Myra Melford is one of the most exciting musicians working in any genre, and though she’s most frequently associated with the more avant garde circles of jazz, sometimes it seems as if she’s working in every genre. Drawing from influences as diverse as the blues of her native Chicago and the North Indian harmonium music she studied as a Fulbright Scholar in 2000, her music defies even the bravest attempts at categorization.

January will see the release of The Whole Tree Gone (Firehouse 12 Records), her first outing as a bandleader since the 2006 album The Image of Your Body, both of which recorded with her elastic and versatile ensemble Be Bread, consisting of Cuong Vu on trumpet, Ben Goldberg on clarinet, guitarists Brandon Ross and StomuTakeishi and drummer Matt Wilson. Melford talks to At Length about her new record, and pushing the boundaries of geography, genre and gender in the information age.

Click the player below to stream a track from Melford’s new record.  Depending on your internet connection, the song may take a minute to load.

Myra Melford’s Be Bread – “The Whole Tree Gone”

At Length: This record came as a bit of a surprise to me, because I was expecting more of the electric touches that you began to explore on The Image of Your Body, your first record with Be Bread. Why did you move away from that on this album?

Myra Melford: It just seemed that the music I wrote seemed to be more appropriate for an acoustic ensemble. Sometimes I don’t know that. I can have a certain idea about who I’m writing for and what I want to happen with it, and then when I actually start playing the music, I feel it would sound better in a slightly different setting. So in this case, I decided that I liked having everything acoustic as a contrast to the last book of music.

AL: These recordings are a few years old, are they not?

MM: The recordings aren’t old, but the compositions were written a few years ago.
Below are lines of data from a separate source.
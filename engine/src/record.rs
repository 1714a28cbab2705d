//! Record types stored in the local database.

use crate::{error::Error, error::Result, RecordId, Timestamp, UserId};
use chrono::{DateTime, TimeZone, Utc};
use serde::{Deserialize, Serialize};

/// Current wall-clock time in milliseconds since the Unix epoch.
pub fn now_millis() -> Timestamp {
    Utc::now().timestamp_millis()
}

/// Timestamp for a mutation of a row last touched at `previous`.
///
/// Always strictly greater than `previous`, even when the wall clock has not
/// advanced (or went backwards) since.
pub fn next_timestamp(previous: Timestamp) -> Timestamp {
    now_millis().max(previous + 1)
}

/// Convert stored milliseconds to a UTC datetime.
pub fn to_datetime(ts: Timestamp) -> Result<DateTime<Utc>> {
    Utc.timestamp_millis_opt(ts)
        .single()
        .ok_or_else(|| Error::InvalidTimestamp(ts.to_string()))
}

/// Generate a fresh record id.
pub fn new_record_id() -> RecordId {
    uuid::Uuid::new_v4().to_string()
}

/// A task. The entity that is synced with the cloud.
#[derive(Debug, Clone, PartialEq, Eq, Serialize, Deserialize)]
#[serde(rename_all = "camelCase")]
pub struct Task {
    /// Client-generated id, also the sync idempotency key
    pub id: RecordId,
    pub title: String,
    pub description: Option<String>,
    pub completed: bool,
    /// Set once at creation (milliseconds since epoch)
    pub created_at: Timestamp,
    /// Bumped on every mutation; the latest-wins tiebreaker
    pub updated_at: Timestamp,
    pub due_date: Option<Timestamp>,
    /// Owner, absent in local-only mode
    pub user_id: Option<UserId>,
}

/// Fields for creating a task.
#[derive(Debug, Clone, Default, PartialEq, Eq, Serialize, Deserialize)]
#[serde(rename_all = "camelCase")]
pub struct NewTask {
    pub title: String,
    pub description: Option<String>,
    pub completed: bool,
    pub due_date: Option<Timestamp>,
    pub user_id: Option<UserId>,
}

impl NewTask {
    pub fn titled(title: impl Into<String>) -> Self {
        Self {
            title: title.into(),
            ..Self::default()
        }
    }

    pub fn with_description(mut self, description: impl Into<String>) -> Self {
        self.description = Some(description.into());
        self
    }

    pub fn with_due_date(mut self, due_date: Timestamp) -> Self {
        self.due_date = Some(due_date);
        self
    }
}

/// A partial task update. `None` leaves a field untouched; for nullable
/// fields `Some(None)` clears the value.
#[derive(Debug, Clone, Default, PartialEq, Eq, Serialize, Deserialize)]
#[serde(rename_all = "camelCase")]
pub struct TaskPatch {
    pub title: Option<String>,
    pub description: Option<Option<String>>,
    pub completed: Option<bool>,
    pub due_date: Option<Option<Timestamp>>,
    pub user_id: Option<Option<UserId>>,
}

impl TaskPatch {
    pub fn title(title: impl Into<String>) -> Self {
        Self {
            title: Some(title.into()),
            ..Self::default()
        }
    }

    pub fn completed(completed: bool) -> Self {
        Self {
            completed: Some(completed),
            ..Self::default()
        }
    }

    pub fn is_empty(&self) -> bool {
        *self == Self::default()
    }

    /// Apply this patch to `task` in memory.
    pub fn apply_to(&self, task: &mut Task) {
        if let Some(title) = &self.title {
            task.title = title.clone();
        }
        if let Some(description) = &self.description {
            task.description = description.clone();
        }
        if let Some(completed) = self.completed {
            task.completed = completed;
        }
        if let Some(due_date) = self.due_date {
            task.due_date = due_date;
        }
        if let Some(user_id) = &self.user_id {
            task.user_id = user_id.clone();
        }
    }
}

/// A todo with a numeric value, used for local analytics.
#[derive(Debug, Clone, PartialEq, Eq, Serialize, Deserialize)]
#[serde(rename_all = "camelCase")]
pub struct Todo {
    pub id: RecordId,
    pub name: String,
    pub number: i64,
    pub created_at: Timestamp,
    pub updated_at: Timestamp,
}

/// Fields for creating a todo.
#[derive(Debug, Clone, PartialEq, Eq, Serialize, Deserialize)]
pub struct NewTodo {
    pub name: String,
    pub number: i64,
}

impl NewTodo {
    pub fn new(name: impl Into<String>, number: i64) -> Self {
        Self {
            name: name.into(),
            number,
        }
    }
}

/// A partial todo update.
#[derive(Debug, Clone, Default, PartialEq, Eq, Serialize, Deserialize)]
pub struct TodoPatch {
    pub name: Option<String>,
    pub number: Option<i64>,
}

impl TodoPatch {
    pub fn is_empty(&self) -> bool {
        *self == Self::default()
    }
}

#[cfg(test)]
mod tests {
    use super::*;

    fn sample_task() -> Task {
        Task {
            id: "task-1".into(),
            title: "A".into(),
            description: Some("B".into()),
            completed: false,
            created_at: 1000,
            updated_at: 1000,
            due_date: Some(5000),
            user_id: None,
        }
    }

    #[test]
    fn next_timestamp_is_strictly_greater() {
        let future = now_millis() + 60_000;
        assert_eq!(next_timestamp(future), future + 1);
        assert!(next_timestamp(0) > 0);
    }

    #[test]
    fn patch_leaves_unset_fields() {
        let mut task = sample_task();
        TaskPatch::title("C").apply_to(&mut task);

        assert_eq!(task.title, "C");
        assert_eq!(task.description.as_deref(), Some("B"));
        assert_eq!(task.due_date, Some(5000));
    }

    #[test]
    fn patch_can_clear_nullable_fields() {
        let mut task = sample_task();
        let patch = TaskPatch {
            description: Some(None),
            due_date: Some(None),
            ..TaskPatch::default()
        };
        patch.apply_to(&mut task);

        assert_eq!(task.description, None);
        assert_eq!(task.due_date, None);
        assert_eq!(task.title, "A");
    }

    #[test]
    fn empty_patches() {
        assert!(TaskPatch::default().is_empty());
        assert!(!TaskPatch::completed(true).is_empty());
        assert!(TodoPatch::default().is_empty());
    }

    #[test]
    fn record_ids_are_unique_uuids() {
        let a = new_record_id();
        let b = new_record_id();
        assert_ne!(a, b);
        assert!(uuid::Uuid::parse_str(&a).is_ok());
    }

    #[test]
    fn datetime_conversion() {
        let dt = to_datetime(1_706_745_600_000).unwrap();
        assert_eq!(dt.to_rfc3339(), "2024-02-01T00:00:00+00:00");
    }

    #[test]
    fn task_serializes_camel_case() {
        let json = serde_json::to_value(sample_task()).unwrap();
        assert_eq!(json["createdAt"], 1000);
        assert_eq!(json["dueDate"], 5000);
        assert!(json["userId"].is_null());
    }
}
//! Database connection pool management.

use sqlx::postgres::PgPoolOptions;
use sqlx::PgPool;

/// Type alias for the database pool.
pub type Pool = PgPool;

/// Create a new database connection pool.
pub async fn create_pool(database_url: &str) -> Result<Pool, sqlx::Error> {
    PgPoolOptions::new()
        .max_connections(10)
        .connect(database_url)
        .await
}

/// Run database migrations.
pub async fn run_migrations(pool: &Pool) -> Result<(), sqlx::migrate::MigrateError> {
    sqlx::migrate!("./migrations").run(pool).await
}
Everything was recorded just a year ago. So all of those are recent performances. But it’s music that I wrote for a Chamber Music of America grant in 2004. So I’ve had many years to perform the music, and try it with different people, and finally got to record it with this group this last December.

AL: Has the music changed a lot during that time period, playing with different musicians?
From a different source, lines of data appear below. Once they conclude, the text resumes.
//! Sequencing of sync runs and the state the UI observes.
//!
//! The orchestrator is the only writer of [`SyncState`]. Readers take a
//! snapshot with [`SyncOrchestrator::state`] or follow changes through
//! [`SyncOrchestrator::subscribe`].
//!
//! Only one run is in flight at a time: a call made while the phase is
//! [`SyncPhase::Syncing`] fails with [`SyncError::Busy`] and leaves the state
//! alone. There is no wait queue.

use super::client::SyncTransport;
use super::error::{SyncError, SyncFailure, SyncOutcome};
use super::merge::MergeReport;
use super::wire::SyncRecord;
use crate::record::Task;
use crate::service::TaskService;
use chrono::{DateTime, Utc};
use serde::Serialize;
use std::sync::atomic::{AtomicBool, Ordering};
use std::sync::Arc;
use tokio::sync::watch;

/// Source of the device's online flag.
pub trait Connectivity: Send + Sync {
    fn is_online(&self) -> bool;
}

/// Connectivity for hosts without an offline mode.
#[derive(Debug, Clone, Copy, Default)]
pub struct AlwaysOnline;

impl Connectivity for AlwaysOnline {
    fn is_online(&self) -> bool {
        true
    }
}

/// A settable online flag, shared with whatever watches the network.
#[derive(Debug, Clone)]
pub struct OnlineFlag(Arc<AtomicBool>);

impl OnlineFlag {
    pub fn new(online: bool) -> Self {
        Self(Arc::new(AtomicBool::new(online)))
    }

    pub fn set(&self, online: bool) {
        self.0.store(online, Ordering::SeqCst);
    }
}

impl Default for OnlineFlag {
    fn default() -> Self {
        Self::new(true)
    }
}

impl Connectivity for OnlineFlag {
    fn is_online(&self) -> bool {
        self.0.load(Ordering::SeqCst)
    }
}

#[derive(Debug, Clone, Copy, Default, PartialEq, Eq, Serialize)]
#[serde(rename_all = "camelCase")]
pub enum SyncPhase {
    #[default]
    Idle,
    Syncing,
    Success,
    Error,
}

/// Ephemeral status of the current or last sync run.
#[derive(Debug, Clone, Default, PartialEq, Eq, Serialize)]
#[serde(rename_all = "camelCase")]
pub struct SyncState {
    pub phase: SyncPhase,
    /// When the last successful run of any kind finished (push) or started
    /// (pull, merge).
    pub last_sync_time: Option<DateTime<Utc>>,
    /// Start of the last successful pull. Incremental pulls fetch from here;
    /// a push alone never moves it.
    pub last_pull_time: Option<DateTime<Utc>>,
    pub message: Option<String>,
    pub error: Option<String>,
}

impl SyncState {
    pub fn is_syncing(&self) -> bool {
        self.phase == SyncPhase::Syncing
    }
}

/// Counts from one push.
#[derive(Debug, Clone, Copy, Default, PartialEq, Eq, Serialize)]
#[serde(rename_all = "camelCase")]
pub struct SyncStats {
    pub created: usize,
    pub updated: usize,
    pub errors: usize,
}

impl SyncStats {
    /// Summary shown after a successful push.
    pub fn message(&self) -> String {
        let mut message = format!(
            "Successfully synced! Created: {}, Updated: {}",
            self.created, self.updated
        );
        if self.errors > 0 {
            message.push_str(&format!(", Errors: {}", self.errors));
        }
        message
    }
}

#[derive(Debug, Clone, PartialEq, Eq, Serialize)]
#[serde(rename_all = "camelCase")]
pub struct PushReport {
    pub stats: SyncStats,
    pub message: String,
}

#[derive(Debug, Clone, PartialEq, Eq, Serialize)]
#[serde(rename_all = "camelCase")]
pub struct PullReport {
    pub tasks: Vec<Task>,
    pub message: String,
}

/// Outcome of a push, pull and local merge.
#[derive(Debug, Clone, PartialEq, Eq, Serialize)]
#[serde(rename_all = "camelCase")]
pub struct MergeSyncReport {
    pub pushed: SyncStats,
    pub pulled: usize,
    pub merge: MergeReport,
    pub message: String,
}

/// Coordinates sync runs against a [`SyncTransport`].
pub struct SyncOrchestrator {
    transport: Arc<dyn SyncTransport>,
    connectivity: Arc<dyn Connectivity>,
    state: watch::Sender<SyncState>,
}

impl SyncOrchestrator {
    pub fn new(transport: Arc<dyn SyncTransport>, connectivity: Arc<dyn Connectivity>) -> Self {
        let (state, _) = watch::channel(SyncState::default());
        Self {
            transport,
            connectivity,
            state,
        }
    }

    pub fn state(&self) -> SyncState {
        self.state.borrow().clone()
    }

    pub fn subscribe(&self) -> watch::Receiver<SyncState> {
        self.state.subscribe()
    }

    /// Whether the backend is reachable. Never fails.
    pub async fn check_backend_status(&self) -> bool {
        self.transport.is_online().await
    }

    /// Push `tasks` to the backend.
    pub async fn sync_to_cloud(&self, tasks: &[Task]) -> SyncOutcome<PushReport> {
        self.begin("Checking connection...")?;
        let result = self.push(tasks).await;
        match result {
            Ok(stats) => {
                let message = stats.message();
                self.succeed(message.clone(), Utc::now(), None);
                tracing::info!(
                    created = stats.created,
                    updated = stats.updated,
                    errors = stats.errors,
                    "Synced tasks to cloud"
                );
                Ok(PushReport { stats, message })
            }
            Err(failure) => Err(self.fail(failure)),
        }
    }

    /// Pull every task the backend holds.
    pub async fn pull_from_cloud(&self) -> SyncOutcome<PullReport> {
        self.pull(None).await
    }

    /// Pull tasks changed since the last successful pull, or all tasks when
    /// there was none.
    pub async fn pull_since_last_sync(&self) -> SyncOutcome<PullReport> {
        let since = self.state.borrow().last_pull_time;
        self.pull(since).await
    }

    /// Push every local task, pull what changed remotely and merge it into
    /// the local store latest-wins.
    pub async fn sync_and_merge(&self, tasks: &TaskService) -> SyncOutcome<MergeSyncReport> {
        self.begin("Syncing with cloud...")?;
        let started_at = Utc::now();
        let since = self.state.borrow().last_pull_time;

        let result = async {
            let local = tasks.list().await.map_err(|e| SyncFailure::store(&e))?;
            let pushed = self.push(&local).await?;

            let records = match since {
                Some(since) => self.transport.pull_tasks_since(since).await?,
                None => self.transport.pull_tasks().await?,
            };
            let pulled = records.len();
            let remote: Vec<Task> = records.into_iter().map(SyncRecord::into_task).collect();
            let merge = tasks
                .merge_remote(&remote)
                .await
                .map_err(|e| SyncFailure::store(&e))?;

            Ok::<_, SyncFailure>((pushed, pulled, merge))
        }
        .await;

        match result {
            Ok((pushed, pulled, merge)) => {
                let message = format!("{}, Pulled: {pulled}", pushed.message());
                // Records changed remotely while this run was in flight are
                // picked up by the next incremental pull.
                self.succeed(message.clone(), started_at, Some(started_at));
                tracing::info!(
                    created = pushed.created,
                    updated = pushed.updated,
                    pulled,
                    merged = merge.applied(),
                    "Bidirectional sync completed"
                );
                Ok(MergeSyncReport {
                    pushed,
                    pulled,
                    merge,
                    message,
                })
            }
            Err(failure) => Err(self.fail(failure)),
        }
    }

    /// Return to idle, keeping `last_sync_time` and `last_pull_time`.
    pub fn clear_sync_status(&self) {
        self.state.send_modify(|state| {
            state.phase = SyncPhase::Idle;
            state.message = None;
            state.error = None;
        });
    }

    /// Forget everything, including both sync times.
    pub fn reset(&self) {
        self.state.send_replace(SyncState::default());
    }

    async fn pull(&self, since: Option<DateTime<Utc>>) -> SyncOutcome<PullReport> {
        self.begin("Pulling tasks from cloud...")?;
        let started_at = Utc::now();

        let result = async {
            self.ensure_reachable().await?;
            match since {
                Some(since) => self.transport.pull_tasks_since(since).await,
                None => self.transport.pull_tasks().await,
            }
        }
        .await;

        match result {
            Ok(records) => {
                let message = format!("Pulled {} tasks from cloud", records.len());
                self.succeed(message.clone(), started_at, Some(started_at));
                tracing::info!(count = records.len(), incremental = since.is_some(), "Pulled tasks");
                let tasks = records.into_iter().map(SyncRecord::into_task).collect();
                Ok(PullReport { tasks, message })
            }
            Err(failure) => Err(self.fail(failure)),
        }
    }

    async fn push(&self, tasks: &[Task]) -> SyncOutcome<SyncStats> {
        self.ensure_reachable().await?;

        let records = tasks
            .iter()
            .map(SyncRecord::from_task)
            .collect::<Result<Vec<_>, _>>()
            .map_err(|e| SyncFailure::store(&e))?;

        self.set_message(format!("Syncing {} tasks to cloud...", records.len()));
        let results = self.transport.push_tasks(&records).await?;
        for rejected in &results.errors {
            tracing::warn!(task_id = %rejected.task_id, error = %rejected.error, "Backend rejected task");
        }

        Ok(SyncStats {
            created: results.created,
            updated: results.updated,
            errors: results.errors.len(),
        })
    }

    /// Fail fast when the device is offline, then probe the backend.
    async fn ensure_reachable(&self) -> SyncOutcome<()> {
        if !self.connectivity.is_online() {
            return Err(SyncFailure::offline());
        }
        if !self.transport.is_online().await {
            return Err(SyncFailure::backend_unavailable());
        }
        Ok(())
    }

    /// Enter `Syncing`, or fail with `Busy` if already there.
    fn begin(&self, message: &str) -> SyncOutcome<()> {
        let started = self.state.send_if_modified(|state| {
            if state.is_syncing() {
                return false;
            }
            state.phase = SyncPhase::Syncing;
            state.message = Some(message.to_string());
            state.error = None;
            true
        });

        if started {
            Ok(())
        } else {
            tracing::debug!("Sync requested while another is in flight");
            Err(SyncFailure::busy())
        }
    }

    fn set_message(&self, message: String) {
        self.state.send_modify(|state| state.message = Some(message));
    }

    fn succeed(&self, message: String, at: DateTime<Utc>, pulled_from: Option<DateTime<Utc>>) {
        self.state.send_modify(|state| {
            state.phase = SyncPhase::Success;
            state.message = Some(message);
            state.error = None;
            state.last_sync_time = Some(at);
            if pulled_from.is_some() {
                state.last_pull_time = pulled_from;
            }
        });
    }

    fn fail(&self, failure: SyncFailure) -> SyncFailure {
        match failure.kind {
            SyncError::Offline | SyncError::BackendUnavailable => {
                tracing::info!(reason = %failure, "Sync skipped")
            }
            _ => tracing::warn!(
                kind = ?failure.kind,
                error = %failure.error,
                details = failure.details.as_deref().unwrap_or_default(),
                "Sync failed"
            ),
        }
        self.state.send_modify(|state| {
            state.phase = SyncPhase::Error;
            state.message = None;
            state.error = Some(failure.error.clone());
        });
        failure
    }
}

impl std::fmt::Debug for SyncOrchestrator {
    fn fmt(&self, f: &mut std::fmt::Formatter<'_>) -> std::fmt::Result {
        f.debug_struct("SyncOrchestrator")
            .field("state", &*self.state.borrow())
            .finish_non_exhaustive()
    }
}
MM: Yeah, I think every time I play it I learn something new about it, but you know the compositions – the actual composed material – don’t change very much. What can change is, obviously, the arrangement, depending on what players and what instruments are being used. The other thing that tends to change a lot is the improvisation, depending on who’s improvising it. And the better I get to know the music, the more free I feel with the material to try a lot of different approaches to improvising on it. And that’s the really fun part – to see how different it can be and still be the same composition.

AL: That seems akin to one of the fundamental principles of a lot of avant garde art: Once you master the basics of pure formalism, you can feel free to experiment.
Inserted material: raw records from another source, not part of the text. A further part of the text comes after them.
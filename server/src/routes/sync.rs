//! Sync endpoint routes.

use axum::{
    extract::{rejection::JsonRejection, Path, State},
    routing::{delete, get},
    Json, Router,
};

use crate::error::{AppError, Result};
use crate::handlers::{handle_delete, handle_pull, handle_pull_since, handle_push, DeleteTaskResponse};
use crate::AppState;
use ordo_sync::sync::{PullResponse, PushRequest, PushResponse};

/// Create sync routes.
pub fn routes() -> Router<AppState> {
    Router::new()
        .route("/sync/tasks", get(pull_handler).post(push_handler))
        .route("/sync/tasks/since/{timestamp}", get(pull_since_handler))
        .route("/sync/tasks/{id}", delete(delete_handler))
}

/// POST /sync/tasks - Upsert tasks from a client.
async fn push_handler(
    State(state): State<AppState>,
    request: std::result::Result<Json<PushRequest>, JsonRejection>,
) -> Result<Json<PushResponse>> {
    let Json(request) = request.map_err(|rejection| AppError::BadRequest {
        error: "Tasks must be an array".to_string(),
        details: Some(rejection.body_text()),
    })?;
    let response = handle_push(&state.pool, request).await?;
    Ok(Json(response))
}

/// GET /sync/tasks - Every stored task.
async fn pull_handler(State(state): State<AppState>) -> Result<Json<PullResponse>> {
    let response = handle_pull(&state.pool).await?;
    Ok(Json(response))
}

/// GET /sync/tasks/since/{timestamp} - Tasks updated since a point in time.
async fn pull_since_handler(
    State(state): State<AppState>,
    Path(timestamp): Path<String>,
) -> Result<Json<PullResponse>> {
    let response = handle_pull_since(&state.pool, timestamp).await?;
    Ok(Json(response))
}

/// DELETE /sync/tasks/{id} - Remove a task.
async fn delete_handler(
    State(state): State<AppState>,
    Path(id): Path<String>,
) -> Result<Json<DeleteTaskResponse>> {
    let response = handle_delete(&state.pool, &id).await?;
    Ok(Json(response))
}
MM: Well, I think that’s true and at the same time I think you could argue that as you’re getting to know the material and you’re experimenting and exploring, you’re at once mastering and also learning what that material is. So, I wouldn’t discount all the experimenting and insights you get while you’re still learning the music, if you know what I mean. That whole process is important, especially for me. While I have colleagues who I greatly admire who decide what the music is, and they write for a new band, and they play it with that band, and they record it and that’s it. But for me, first of all, I like playing the music in a lot of different contexts, and it’s become part of my creative process to live with the music for a while and discover more and more about what the potential is.

AL: Rock music, and popular music in general, tends to be much more the other way, where you write the composition almost during the recording process.

MM: Right.

AL: But technology has changed the context of recording and putting out product, so that even in rock music, bands and artists will post early versions of songs and almost workshop them out online. Have you done any experimenting with that?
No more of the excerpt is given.